Sebagai langkah terobosan, Pemkab Kutim tidak lagi hanya bergantung pada usulan lahan masyarakat. Pemerintah akan mencetak sawah baru di lahan berstatus clear and clean, termasuk membuka peluang pemanfaatan lahan eks tambang, yang nantinya dikelola bersama masyarakat.
Sementara itu, Direktur Irigasi Pertanian, Liferdi Lukman, menilai Kutim memiliki potensi besar menjadi sentra produksi beras di Kalimantan Timur. Ketersediaan sumber air yang melimpah dinilai menjadi modal utama, asalkan dikelola secara optimal.
Ia juga menyoroti anggapan masyarakat yang lebih memilih kelapa sawit dibanding padi karena dinilai lebih menguntungkan. Menurutnya, anggapan tersebut tidak sepenuhnya benar.
“Kalau dihitung dari pengalaman di Jambi dan Riau, usaha tani padi bisa tiga kali lebih menguntungkan dibanding sawit. Ini yang perlu disosialisasikan, agar masyarakat memahami potensi sebenarnya,” jelas Liferdi.

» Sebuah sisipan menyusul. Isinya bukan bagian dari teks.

//! Shared test fixtures: a recording transport with failure and stall knobs.
//!
//! Used by the session, registry, emitter and sweeper test modules.

use std::sync::atomic::{AtomicBool, AtomicUsize, Ordering};
use std::sync::Arc;

use async_trait::async_trait;
use bytes::Bytes;
use parking_lot::Mutex;
use tokio::sync::watch;

use crate::error::TransportError;
use crate::message::{OutboundMessage, RequestHeader, StatusCode};
use crate::transport::Transport;

/// Transport that records every frame written to it.
pub struct RecordingTransport {
    probe: TransportProbe,
    gate: watch::Receiver<bool>,
}

/// Test-side view of a [`RecordingTransport`].
#[derive(Clone)]
pub struct TransportProbe {
    frames: Arc<Mutex<Vec<Bytes>>>,
    fail: Arc<AtomicBool>,
    closes: Arc<AtomicUsize>,
    gate: Arc<watch::Sender<bool>>,
    started: Arc<watch::Sender<usize>>,
}

/// Creates a transport and the probe that observes/controls it.
pub fn recording_transport() -> (RecordingTransport, TransportProbe) {
    let (gate_tx, gate_rx) = watch::channel(true);
    let (started_tx, _) = watch::channel(0usize);
    let probe = TransportProbe {
        frames: Arc::new(Mutex::new(Vec::new())),
        fail: Arc::new(AtomicBool::new(false)),
        closes: Arc::new(AtomicUsize::new(0)),
        gate: Arc::new(gate_tx),
        started: Arc::new(started_tx),
    };
    let transport = RecordingTransport {
        probe: probe.clone(),
        gate: gate_rx,
    };
    (transport, probe)
}

impl TransportProbe {
    /// Makes every following write report the peer as gone.
    pub fn fail_writes(&self) {
        self.fail.store(true, Ordering::SeqCst);
    }

    /// Stalls writes until [`release`](Self::release) is called.
    pub fn hold(&self) {
        self.gate.send_replace(false);
    }

    pub fn release(&self) {
        self.gate.send_replace(true);
    }

    /// Waits until at least `n` writes have started (including stalled ones).
    pub async fn wait_writes_started(&self, n: usize) {
        let mut rx = self.started.subscribe();
        let _ = rx.wait_for(|started| *started >= n).await;
    }

    pub fn frames(&self) -> Vec<Bytes> {
        self.frames.lock().clone()
    }

    /// Correlation ids of the recorded frames, in write order.
    pub fn correlation_ids(&self) -> Vec<String> {
        self.frames().iter().map(correlation_id_of).collect()
    }

    pub fn close_count(&self) -> usize {
        self.closes.load(Ordering::SeqCst)
    }
}

#[async_trait]
impl Transport for RecordingTransport {
    async fn write_message(&mut self, frame: Bytes) -> Result<(), TransportError> {
        self.probe.started.send_modify(|started| *started += 1);
        let _ = self.gate.wait_for(|open| *open).await;
        if self.probe.fail.load(Ordering::SeqCst) {
            return Err(TransportError::PeerGone("test peer closed".to_string()));
        }
        self.probe.frames.lock().push(frame);
        Ok(())
    }

    async fn close(&mut self) {
        self.probe.closes.fetch_add(1, Ordering::SeqCst);
    }
}

/// Builds a success response correlated with `id`.
pub fn message(id: &str) -> OutboundMessage {
    OutboundMessage::new(RequestHeader::correlated(id), StatusCode::success())
}

pub fn correlation_id_of(frame: &Bytes) -> String {
    let json: serde_json::Value = serde_json::from_slice(frame).expect("frame is JSON");
    json["header"]["correlationId"]
        .as_str()
        .expect("frame has a correlation id")
        .to_string()
}
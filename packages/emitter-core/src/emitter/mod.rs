//! Event emitter abstraction for pushing responses back to clients.
//!
//! Request processors depend on the [`EventEmitter`] trait rather than on
//! the registry or a concrete transport, so they can be exercised with a
//! hand-written fake and bound to any session at construction time.
//!
//! - [`StreamEmitter`]: shared, multiplexing emitter addressed by session id
//! - [`SessionEmitter`]: a [`StreamEmitter`] bound to one session
//! - [`LoggingEventEmitter`] / [`NoopEventEmitter`]: stand-ins for tools
//!   and tests

mod stream;

pub use stream::{SessionEmitter, StreamEmitter};

use async_trait::async_trait;

use crate::error::EmitResult;
use crate::message::{RequestHeader, StatusCode};

/// Pushes a response to the client a processor is serving.
///
/// # Example
///
/// ```ignore
/// struct SubscribeProcessor {
///     emitter: Arc<dyn EventEmitter>,
/// }
///
/// impl SubscribeProcessor {
///     async fn reject(&self, header: &RequestHeader, reason: &str) -> EmitResult<()> {
///         let status = StatusCode::with_detail(StatusCode::SUBSCRIBE_ERR, reason);
///         self.emitter.send_stream_resp(header, &status).await
///     }
/// }
/// ```
#[async_trait]
pub trait EventEmitter: Send + Sync {
    /// Sends `status` correlated with `header` on the client's stream.
    async fn send_stream_resp(&self, header: &RequestHeader, status: &StatusCode)
        -> EmitResult<()>;
}

/// No-op emitter. Responses are silently discarded.
pub struct NoopEventEmitter;

#[async_trait]
impl EventEmitter for NoopEventEmitter {
    async fn send_stream_resp(
        &self,
        _header: &RequestHeader,
        _status: &StatusCode,
    ) -> EmitResult<()> {
        Ok(())
    }
}

/// Logging emitter for debugging and development.
///
/// Logs every response at debug level and reports success.
pub struct LoggingEventEmitter;

#[async_trait]
impl EventEmitter for LoggingEventEmitter {
    async fn send_stream_resp(
        &self,
        header: &RequestHeader,
        status: &StatusCode,
    ) -> EmitResult<()> {
        tracing::debug!(?header, ?status, "stream_resp");
        Ok(())
    }
}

Pemerintah pusat turut mengapresiasi langkah nyata Pemkab Kutim yang telah mengalokasikan anggaran melalui APBD untuk sektor pertanian, seperti program Asuransi Petani Padi dan rehabilitasi lahan sawah yang sebelumnya tidak produktif.
Dengan komitmen pemerintah daerah serta dukungan penuh dari pusat, Liferdi optimistis target pengembangan puluhan ribu hektare lahan pertanian di Kutim dapat tercapai.
“Terkait target 20.000 hektare dalam lima tahun, itu bukan angka sembarangan. Ada kajian dan perhitungan matang. Kami yakin Kutim bisa menjadi salah satu sentra padi untuk mendukung program swasembada pangan berkelanjutan,” pungkasnya.